◆ **GIVEN RECORDS**
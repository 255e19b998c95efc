use serde::{Deserialize, Serialize};

/// Reference lists offered by the article forms, from `GET /options`.
#[derive(Debug, Clone, Default, PartialEq, Serialize, Deserialize)]
pub struct OptionsCatalog {
    #[serde(default)]
    pub seasons: Vec<String>,
    #[serde(default)]
    pub categories: Vec<String>,
    #[serde(default)]
    pub sizes: Vec<String>,
}

impl OptionsCatalog {
    pub fn unique_seasons(&self) -> Vec<&str> {
        unique(&self.seasons)
    }

    pub fn unique_categories(&self) -> Vec<&str> {
        unique(&self.categories)
    }

    pub fn unique_sizes(&self) -> Vec<&str> {
        unique(&self.sizes)
    }

    pub fn is_empty(&self) -> bool {
        self.seasons.is_empty() && self.categories.is_empty() && self.sizes.is_empty()
    }
}

/// De-duplicate while keeping first-seen order.
fn unique(values: &[String]) -> Vec<&str> {
    let mut seen = Vec::with_capacity(values.len());
    for value in values {
        if !seen.contains(&value.as_str()) {
            seen.push(value.as_str());
        }
    }
    seen
}
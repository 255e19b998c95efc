//! Authentication module for managing the session credential and identity.
//!
//! This module provides:
//! - `CredentialStore`: durable storage for the opaque session token (file,
//!   OS keychain, or in-memory), plus a read-only `CredentialReader`
//! - `SessionAuthority`: resolves the stored token into an `Identity` and
//!   owns login, logout and profile updates
//!
//! Only the session authority ever writes the credential.

pub mod credentials;
pub mod error;
pub mod session;

pub use credentials::{
    Credential, CredentialReader, CredentialStore, FileCredentialStore, KeyringCredentialStore,
    MemoryCredentialStore,
};
pub use error::AuthError;
pub use session::{SessionAuthority, SessionSnapshot};
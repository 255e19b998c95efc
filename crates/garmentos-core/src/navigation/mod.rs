//! Routes and the navigation guard.
//!
//! `decide` is the expiry decision table, `authorize` gates routes by session
//! and role, and `resolve` combines both into the single route the user
//! should be on. `NavigationGuard` observes both authorities so a routing
//! layer can reconcile on every change.

pub mod guard;
pub mod route;

pub use guard::{authorize, decide, resolve, AuthorizationError, GuardDecision, GuardInputs, NavigationGuard};
pub use route::Route;
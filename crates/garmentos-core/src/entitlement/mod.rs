//! Workspace entitlement tracking.
//!
//! The `EntitlementAuthority` fetches the workspace configuration, decides
//! whether the subscription has lapsed, and loads the options catalog while
//! it is valid. Overlapping rechecks are fenced by sequence number so a slow
//! response never overwrites a newer one.

pub mod authority;

pub use authority::{
    EntitlementAuthority, EntitlementPhase, EntitlementSnapshot, EntitlementStatus,
    RecheckOutcome, TransientErrorPolicy,
};
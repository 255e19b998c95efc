use thiserror::Error;

use crate::api::ApiError;

/// Errors returned by `SessionAuthority` operations.
#[derive(Error, Debug)]
pub enum AuthError {
    /// The backend rejected the username/password pair. Carries the message
    /// to show on the login form.
    #[error("{0}")]
    Authentication(String),

    /// The stored credential was rejected; it has been cleared.
    #[error("Session expired - please sign in again")]
    SessionInvalid,

    #[error("Not signed in")]
    NotAuthenticated,

    #[error("Request failed: {0}")]
    Transport(#[from] ApiError),

    #[error("Credential storage failed: {0:#}")]
    Storage(anyhow::Error),

    #[error("Session has been shut down")]
    Closed,
}

impl AuthError {
    /// Message suitable for inline login-form feedback.
    pub fn user_message(&self) -> String {
        match self {
            AuthError::Authentication(msg) => msg.clone(),
            AuthError::Transport(ApiError::NetworkError(e)) if e.is_timeout() => {
                "Connection timed out. Please try again.".to_string()
            }
            AuthError::Transport(ApiError::NetworkError(_)) => {
                "Unable to connect to server. Check your internet connection.".to_string()
            }
            other => other.to_string(),
        }
    }
}
use thiserror::Error;

#[derive(Error, Debug)]
pub enum ApiError {
    #[error("Access denied: {0}")]
    AccessDenied(String),

    #[error("Unauthorized - credential rejected")]
    Unauthorized(String),

    #[error("Request rejected: {0}")]
    Unprocessable(String),

    #[error("Resource not found: {0}")]
    NotFound(String),

    #[error("Rate limited - please wait before retrying")]
    RateLimited,

    #[error("Server error: {0}")]
    ServerError(String),

    #[error("Network error: {0}")]
    NetworkError(#[from] reqwest::Error),

    #[error("Invalid response: {0}")]
    InvalidResponse(String),
}

/// Maximum length for error response bodies in error messages
const MAX_ERROR_BODY_LENGTH: usize = 500;

impl ApiError {
    /// Truncate a response body to avoid logging excessive data
    fn truncate_body(body: &str) -> String {
        if body.len() <= MAX_ERROR_BODY_LENGTH {
            body.to_string()
        } else {
            let mut end = MAX_ERROR_BODY_LENGTH;
            while !body.is_char_boundary(end) {
                end -= 1;
            }
            format!("{}... (truncated, {} total bytes)", &body[..end], body.len())
        }
    }

    pub fn from_status(status: reqwest::StatusCode, body: &str) -> Self {
        let truncated = Self::truncate_body(body);
        match status.as_u16() {
            401 => ApiError::Unauthorized(truncated),
            403 => ApiError::AccessDenied(truncated),
            404 => ApiError::NotFound(truncated),
            422 => ApiError::Unprocessable(truncated),
            429 => ApiError::RateLimited,
            500..=599 => ApiError::ServerError(truncated),
            _ => ApiError::InvalidResponse(format!("Status {}: {}", status, truncated)),
        }
    }

    /// HTTP status this error was built from, if any.
    pub fn status(&self) -> Option<u16> {
        match self {
            ApiError::Unauthorized(_) => Some(401),
            ApiError::AccessDenied(_) => Some(403),
            ApiError::NotFound(_) => Some(404),
            ApiError::Unprocessable(_) => Some(422),
            ApiError::RateLimited => Some(429),
            ApiError::NetworkError(e) => e.status().map(|s| s.as_u16()),
            ApiError::ServerError(_) | ApiError::InvalidResponse(_) => None,
        }
    }

    /// True for the statuses the login endpoint uses to reject a
    /// username/password pair.
    pub fn is_credential_rejection(&self) -> bool {
        matches!(self, ApiError::Unauthorized(_) | ApiError::Unprocessable(_))
    }

    /// The `message` field of a JSON error body, when the backend sent one.
    pub fn server_message(&self) -> Option<String> {
        let body = match self {
            ApiError::AccessDenied(b)
            | ApiError::Unauthorized(b)
            | ApiError::Unprocessable(b)
            | ApiError::NotFound(b)
            | ApiError::ServerError(b) => b,
            _ => return None,
        };
        serde_json::from_str::<serde_json::Value>(body)
            .ok()?
            .get("message")?
            .as_str()
            .filter(|m| !m.is_empty())
            .map(str::to_string)
    }
}
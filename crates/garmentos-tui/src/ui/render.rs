use ratatui::{
    layout::{Constraint, Direction, Layout, Rect},
    style::Style,
    text::{Line, Span},
    widgets::{Block, Borders, Clear, Paragraph, Wrap},
    Frame,
};

use garmentos_core::navigation::Route;

use crate::app::{shell_section, App, AppState, LoginFocus};

use super::styles;
use super::views;

/// Product name shown in the title bar and dialogs
const PRODUCT_NAME: &str = "GarmentsOS";

pub fn render(frame: &mut Frame, app: &App) {
    if app.waiting {
        render_loader(frame);
    } else {
        match app.route {
            Route::Login => render_login(frame, app),
            Route::SubscriptionExpired => render_expired(frame, app),
            _ => render_shell(frame, app),
        }
    }

    // Render overlays
    match app.state {
        AppState::ShowingHelp => render_help_overlay(frame),
        AppState::ConfirmingQuit => render_quit_overlay(frame),
        AppState::EditingName => render_name_overlay(frame, app),
        AppState::Normal | AppState::Quitting => {}
    }
}

fn render_loader(frame: &mut Frame) {
    let area = centered_rect_fixed(36, 5, frame.area());
    let lines = vec![
        Line::from(Span::styled(format!("  {}", PRODUCT_NAME), styles::title_style())),
        Line::from(Span::styled("  Checking your session...", styles::muted_style())),
    ];
    let block = Block::default()
        .borders(Borders::ALL)
        .border_style(styles::border_style(false));
    frame.render_widget(Paragraph::new(lines).block(block), area);
}

// ============================================================================
// Shell
// ============================================================================

fn render_shell(frame: &mut Frame, app: &App) {
    let chunks = Layout::default()
        .direction(Direction::Vertical)
        .constraints([
            Constraint::Length(3), // Title bar
            Constraint::Length(3), // Tabs
            Constraint::Min(10),   // Main content
            Constraint::Length(2), // Status bar
        ])
        .split(frame.area());

    render_title_bar(frame, app, chunks[0]);
    render_tabs(frame, app, chunks[1]);
    render_main_content(frame, app, chunks[2]);
    render_status_bar(frame, app, chunks[3]);
}

fn render_title_bar(frame: &mut Frame, app: &App, area: Rect) {
    let company = app
        .entitlement()
        .configuration
        .map(|c| c.company_name().to_string())
        .unwrap_or_default();
    let title = if company.is_empty() {
        format!("  {}", PRODUCT_NAME)
    } else {
        format!("  {} | {}", PRODUCT_NAME, company)
    };
    let user_hint = app
        .identity()
        .map(|i| format!("{} ({})  [?] Help", i.display_name, i.role.as_str()))
        .unwrap_or_else(|| "[?] Help".to_string());

    let title_line = Line::from(vec![
        Span::styled(title.clone(), styles::title_style()),
        Span::raw(" ".repeat(
            (area.width as usize).saturating_sub(title.chars().count() + user_hint.chars().count() + 2),
        )),
        Span::styled(user_hint, styles::muted_style()),
    ]);

    let block = Block::default()
        .borders(Borders::BOTTOM)
        .border_style(styles::muted_style());

    frame.render_widget(Paragraph::new(title_line).block(block), area);
}

fn render_tabs(frame: &mut Frame, app: &App, area: Rect) {
    let developer = app.is_developer();
    let current = shell_section(&app.route);

    let mut spans = vec![Span::raw(" ")];
    for (i, route) in Route::SHELL.iter().enumerate() {
        if route.required_role().is_some() && !developer {
            continue;
        }
        if spans.len() > 1 {
            spans.push(Span::styled(" | ", styles::muted_style()));
        }
        let label = format!("[{}] {}", i + 1, route.title());
        spans.push(Span::styled(label, styles::tab_style(route == current)));
    }

    let block = Block::default()
        .borders(Borders::BOTTOM)
        .border_style(styles::muted_style());

    frame.render_widget(Paragraph::new(Line::from(spans)).block(block), area);
}

fn render_main_content(frame: &mut Frame, app: &App, area: Rect) {
    match shell_section(&app.route) {
        Route::Articles => views::render_articles(frame, app, area),
        Route::Options => views::render_options(frame, app, area),
        Route::Users => views::render_users(frame, app, area),
        Route::Settings => views::render_settings(frame, app, area),
        _ => views::render_dashboard(frame, app, area),
    }
}

fn render_status_bar(frame: &mut Frame, app: &App, area: Rect) {
    let shortcuts = "[r]efresh | [L]ogout | [q]uit";
    let left_text = match app.status_message {
        Some(ref msg) => format!(" {} ", msg),
        None => format!(" {} ", app.route),
    };
    let right_text = format!(" {} ", shortcuts);

    let padding_len = (area.width as usize)
        .saturating_sub(left_text.chars().count())
        .saturating_sub(right_text.chars().count());
    let status_line = Line::from(vec![
        Span::styled(left_text, styles::muted_style()),
        Span::raw(" ".repeat(padding_len)),
        Span::styled(right_text, styles::muted_style()),
    ]);
    frame.render_widget(
        Paragraph::new(status_line).style(styles::status_bar_style()),
        area,
    );
}

// ============================================================================
// Full-screen routes
// ============================================================================

fn render_login(frame: &mut Frame, app: &App) {
    let height = if app.login_error.is_some() { 12 } else { 10 };
    let area = centered_rect_fixed(46, height, frame.area());
    frame.render_widget(Clear, area);

    let mut lines = vec![
        Line::from(Span::styled(
            format!("            {}", PRODUCT_NAME),
            styles::title_style(),
        )),
        Line::from(Span::styled("       Sign in to your workspace", styles::muted_style())),
        Line::from(""),
    ];

    let username_focused = app.login_focus == LoginFocus::Username;
    let cursor = if username_focused { "▌" } else { "" };
    lines.push(Line::from(vec![
        Span::raw("      "),
        Span::styled("Username: [", styles::muted_style()),
        Span::styled(
            format!("{:<16}{}", app.login_username, cursor),
            field_style(username_focused),
        ),
        Span::styled("]", styles::muted_style()),
    ]));

    let password_focused = app.login_focus == LoginFocus::Password;
    let masked = "*".repeat(app.login_password.chars().count().min(16));
    let cursor = if password_focused { "▌" } else { "" };
    lines.push(Line::from(vec![
        Span::raw("      "),
        Span::styled("Password: [", styles::muted_style()),
        Span::styled(format!("{:<16}{}", masked, cursor), field_style(password_focused)),
        Span::styled("]", styles::muted_style()),
    ]));

    let button_focused = app.login_focus == LoginFocus::Button;
    let button = if button_focused { " ▶ Sign in ◀ " } else { "   Sign in   " };
    lines.push(Line::from(""));
    lines.push(Line::from(vec![
        Span::raw("           ["),
        Span::styled(button, field_style(button_focused)),
        Span::raw("]"),
    ]));

    if let Some(ref error) = app.login_error {
        lines.push(Line::from(""));
        lines.push(Line::from(Span::styled(format!(" {}", error), styles::error_style())));
    }

    let block = Block::default()
        .borders(Borders::ALL)
        .border_style(styles::border_style(true));
    frame.render_widget(Paragraph::new(lines).block(block), area);
}

fn field_style(focused: bool) -> Style {
    if focused {
        styles::selected_style()
    } else {
        styles::list_item_style()
    }
}

fn render_expired(frame: &mut Frame, app: &App) {
    let snapshot = app.entitlement();
    let configuration = snapshot.configuration.as_ref();
    let company = configuration
        .map(|c| c.company_name().to_string())
        .unwrap_or_else(|| garmentos_core::models::DEFAULT_COMPANY_NAME.to_string());
    let expiry = views::expiry_label(
        configuration.and_then(|c| c.subscription_expiry()),
        chrono::Utc::now(),
    );

    let mut lines = vec![
        Line::from(Span::styled(" Subscription expired", styles::error_style())),
        Line::from(""),
        Line::from(vec![
            Span::styled(" Workspace: ", styles::muted_style()),
            Span::styled(company, styles::list_item_style()),
        ]),
        Line::from(vec![
            Span::styled(" Status:    ", styles::muted_style()),
            Span::styled(expiry, styles::highlight_style()),
        ]),
        Line::from(""),
        Line::from(Span::styled(
            " Access is paused until the subscription is renewed.",
            styles::list_item_style(),
        )),
    ];

    let branding = configuration.and_then(|c| c.branding());
    lines.push(Line::from(""));
    lines.extend(views::expired_contact_lines(branding));
    let powered_by = branding
        .map(|b| b.powered_by().to_string())
        .unwrap_or_else(|| garmentos_core::models::BrandingMeta::default().powered_by().to_string());
    lines.push(Line::from(""));
    lines.push(Line::from(Span::styled(
        format!(" Powered by {}", powered_by),
        styles::muted_style(),
    )));
    lines.push(Line::from(""));
    lines.push(Line::from(vec![
        Span::styled(" [r]", styles::help_key_style()),
        Span::styled(" check again  ", styles::help_desc_style()),
        Span::styled("[l]", styles::help_key_style()),
        Span::styled(" sign out  ", styles::help_desc_style()),
        Span::styled("[q]", styles::help_key_style()),
        Span::styled(" quit", styles::help_desc_style()),
    ]));

    let height = (lines.len() as u16) + 2;
    let area = centered_rect_fixed(60, height, frame.area());
    frame.render_widget(Clear, area);
    let block = Block::default()
        .borders(Borders::ALL)
        .border_style(styles::border_style(true));
    frame.render_widget(
        Paragraph::new(lines).block(block).wrap(Wrap { trim: false }),
        area,
    );
}

// ============================================================================
// Overlays
// ============================================================================

fn render_help_overlay(frame: &mut Frame) {
    let area = centered_rect_fixed(52, 20, frame.area());
    frame.render_widget(Clear, area);

    let version = env!("CARGO_PKG_VERSION");
    let key = |k: &'static str, desc: &'static str| {
        Line::from(vec![
            Span::styled(format!("  {:<10}", k), styles::help_key_style()),
            Span::styled(desc, styles::help_desc_style()),
        ])
    };

    let help_text = vec![
        Line::from(Span::styled(format!("  {}", PRODUCT_NAME), styles::title_style())),
        Line::from(Span::styled(format!("  version {}", version), styles::muted_style())),
        Line::from(""),
        Line::from(Span::styled(" Navigation", styles::highlight_style())),
        key("1-5", "Switch tabs"),
        key("←/→", "Prev/next tab"),
        Line::from(""),
        Line::from(Span::styled(" Actions", styles::highlight_style())),
        key("r", "Recheck workspace subscription"),
        key("e", "Edit display name (Settings)"),
        key("L", "Sign out"),
        key("q", "Quit"),
        Line::from(""),
        Line::from(vec![
            Span::styled("       Press ", styles::muted_style()),
            Span::styled("?", styles::help_key_style()),
            Span::styled(" or ", styles::muted_style()),
            Span::styled("Esc", styles::help_key_style()),
            Span::styled(" to close", styles::muted_style()),
        ]),
    ];

    let block = Block::default()
        .borders(Borders::ALL)
        .border_style(styles::border_style(true));
    frame.render_widget(Paragraph::new(help_text).block(block), area);
}

fn render_quit_overlay(frame: &mut Frame) {
    let area = centered_rect_fixed(46, 7, frame.area());
    frame.render_widget(Clear, area);

    let lines = vec![
        Line::from(""),
        Line::from(Span::styled(
            "   Are you sure you want to quit?",
            styles::highlight_style(),
        )),
        Line::from(""),
        Line::from(vec![
            Span::styled("   Press ", styles::muted_style()),
            Span::styled("[Y]", styles::help_key_style()),
            Span::styled(" to quit, ", styles::muted_style()),
            Span::styled("[N]", styles::help_key_style()),
            Span::styled(" to cancel", styles::muted_style()),
        ]),
    ];

    let block = Block::default()
        .borders(Borders::ALL)
        .border_style(styles::border_style(true));
    frame.render_widget(Paragraph::new(lines).block(block), area);
}

fn render_name_overlay(frame: &mut Frame, app: &App) {
    let area = centered_rect_fixed(50, 6, frame.area());
    frame.render_widget(Clear, area);

    let lines = vec![
        Line::from(Span::styled(" Display name", styles::highlight_style())),
        Line::from(""),
        Line::from(vec![
            Span::raw(" "),
            Span::styled(format!("{}▌", app.name_input), styles::selected_style()),
        ]),
        Line::from(Span::styled(" Enter to save, Esc to cancel", styles::muted_style())),
    ];

    let block = Block::default()
        .borders(Borders::ALL)
        .border_style(styles::border_style(true));
    frame.render_widget(Paragraph::new(lines).block(block), area);
}

/// Create a centered rectangle with fixed dimensions
fn centered_rect_fixed(width: u16, height: u16, r: Rect) -> Rect {
    let x = r.x + (r.width.saturating_sub(width)) / 2;
    let y = r.y + (r.height.saturating_sub(height)) / 2;
    Rect::new(x, y, width.min(r.width), height.min(r.height))
}
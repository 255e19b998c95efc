use chrono::{DateTime, NaiveDate, TimeZone, Utc};
use serde::{de, Deserialize, Deserializer, Serialize};
use serde_json::Value;

/// Company label shown when an entitlement denial carries no company name.
pub const DEFAULT_COMPANY_NAME: &str = "Your System";

/// Vendor label shown when the configuration names no developer.
const DEFAULT_POWERED_BY: &str = "SparkPair";

/// Returns true when the subscription has lapsed at `now`.
/// Expiry is strict: a subscription expiring exactly at `now` is still valid.
pub fn subscription_expired(now: DateTime<Utc>, expiry: DateTime<Utc>) -> bool {
    now > expiry
}

/// Full workspace configuration as returned by `GET /config`.
#[derive(Debug, Clone, PartialEq, Serialize, Deserialize)]
#[serde(rename_all = "camelCase")]
pub struct WorkspaceConfiguration {
    pub company_name: String,
    #[serde(deserialize_with = "deserialize_timestamp")]
    pub subscription_expiry: DateTime<Utc>,
    #[serde(flatten)]
    pub branding: BrandingMeta,
}

#[derive(Debug, Clone, Default, PartialEq, Serialize, Deserialize)]
#[serde(rename_all = "camelCase")]
pub struct BrandingMeta {
    #[serde(default, skip_serializing_if = "Option::is_none")]
    pub developer: Option<DeveloperMeta>,
    #[serde(default, skip_serializing_if = "Option::is_none")]
    pub logo_url: Option<String>,
    #[serde(default, skip_serializing_if = "Option::is_none")]
    pub tagline: Option<String>,
    #[serde(default, skip_serializing_if = "Option::is_none")]
    pub address: Option<String>,
    #[serde(default, skip_serializing_if = "Option::is_none")]
    pub phone: Option<String>,
    #[serde(default, skip_serializing_if = "Option::is_none")]
    pub email: Option<String>,
}

#[derive(Debug, Clone, Default, PartialEq, Serialize, Deserialize)]
pub struct DeveloperMeta {
    #[serde(default)]
    pub powered_by: Option<String>,
}

impl BrandingMeta {
    pub fn powered_by(&self) -> &str {
        self.developer
            .as_ref()
            .and_then(|d| d.powered_by.as_deref())
            .filter(|s| !s.is_empty())
            .unwrap_or(DEFAULT_POWERED_BY)
    }
}

/// The subset of configuration a 403 from `GET /config` carries.
#[derive(Debug, Clone, PartialEq, Serialize, Deserialize)]
#[serde(rename_all = "camelCase")]
pub struct FallbackConfiguration {
    pub company_name: String,
    pub subscription_expiry: Option<DateTime<Utc>>,
}

impl Default for FallbackConfiguration {
    fn default() -> Self {
        Self {
            company_name: DEFAULT_COMPANY_NAME.to_string(),
            subscription_expiry: None,
        }
    }
}

impl FallbackConfiguration {
    /// Extract fallback fields from a denial body.
    ///
    /// Each field is read from `data` first, then from the top level; the
    /// expiry finally falls back to a top-level `expiredOn`. Bodies that are
    /// not JSON yield the defaults.
    pub fn from_denial_body(body: &str) -> Self {
        let Ok(payload) = serde_json::from_str::<Value>(body) else {
            return Self::default();
        };
        let company_name = denial_field(&payload, "companyName")
            .and_then(Value::as_str)
            .filter(|s| !s.is_empty())
            .unwrap_or(DEFAULT_COMPANY_NAME)
            .to_string();

        let subscription_expiry = denial_field(&payload, "subscriptionExpiry")
            .and_then(parse_timestamp)
            .or_else(|| payload.get("expiredOn").and_then(parse_timestamp));

        Self {
            company_name,
            subscription_expiry,
        }
    }
}

fn denial_field<'a>(payload: &'a Value, name: &str) -> Option<&'a Value> {
    payload
        .get("data")
        .and_then(|d| d.get(name))
        .filter(|v| !v.is_null())
        .or_else(|| payload.get(name))
}

/// Configuration held by the entitlement authority: complete after a normal
/// fetch, partial after an entitlement denial.
#[derive(Debug, Clone, PartialEq)]
pub enum WorkspaceConfig {
    Full(WorkspaceConfiguration),
    Fallback(FallbackConfiguration),
}

impl WorkspaceConfig {
    pub fn company_name(&self) -> &str {
        match self {
            WorkspaceConfig::Full(c) => &c.company_name,
            WorkspaceConfig::Fallback(c) => &c.company_name,
        }
    }

    pub fn subscription_expiry(&self) -> Option<DateTime<Utc>> {
        match self {
            WorkspaceConfig::Full(c) => Some(c.subscription_expiry),
            WorkspaceConfig::Fallback(c) => c.subscription_expiry,
        }
    }

    pub fn branding(&self) -> Option<&BrandingMeta> {
        match self {
            WorkspaceConfig::Full(c) => Some(&c.branding),
            WorkspaceConfig::Fallback(_) => None,
        }
    }

    pub fn is_fallback(&self) -> bool {
        matches!(self, WorkspaceConfig::Fallback(_))
    }
}

/// Parse a backend timestamp: RFC 3339, a bare `YYYY-MM-DD` date (midnight
/// UTC), or epoch milliseconds.
pub(crate) fn parse_timestamp(value: &Value) -> Option<DateTime<Utc>> {
    match value {
        Value::String(s) => {
            let s = s.trim();
            DateTime::parse_from_rfc3339(s)
                .map(|dt| dt.with_timezone(&Utc))
                .ok()
                .or_else(|| {
                    NaiveDate::parse_from_str(s, "%Y-%m-%d")
                        .ok()
                        .and_then(|d| d.and_hms_opt(0, 0, 0))
                        .map(|dt| Utc.from_utc_datetime(&dt))
                })
        }
        Value::Number(n) => n.as_i64().and_then(|ms| Utc.timestamp_millis_opt(ms).single()),
        _ => None,
    }
}

fn deserialize_timestamp<'de, D>(deserializer: D) -> Result<DateTime<Utc>, D::Error>
where
    D: Deserializer<'de>,
{
    let value = Value::deserialize(deserializer)?;
    parse_timestamp(&value)
        .ok_or_else(|| de::Error::custom(format!("invalid subscription timestamp: {}", value)))
}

◆ **WHAT IS BEING ASKED**
Please return each line of the listing above that contains "usize".

◆ **WRITTEN SOLUTION**
const MAX_ERROR_BODY_LENGTH: usize = 500;
            (area.width as usize).saturating_sub(title.chars().count() + user_hint.chars().count() + 2),
    let padding_len = (area.width as usize)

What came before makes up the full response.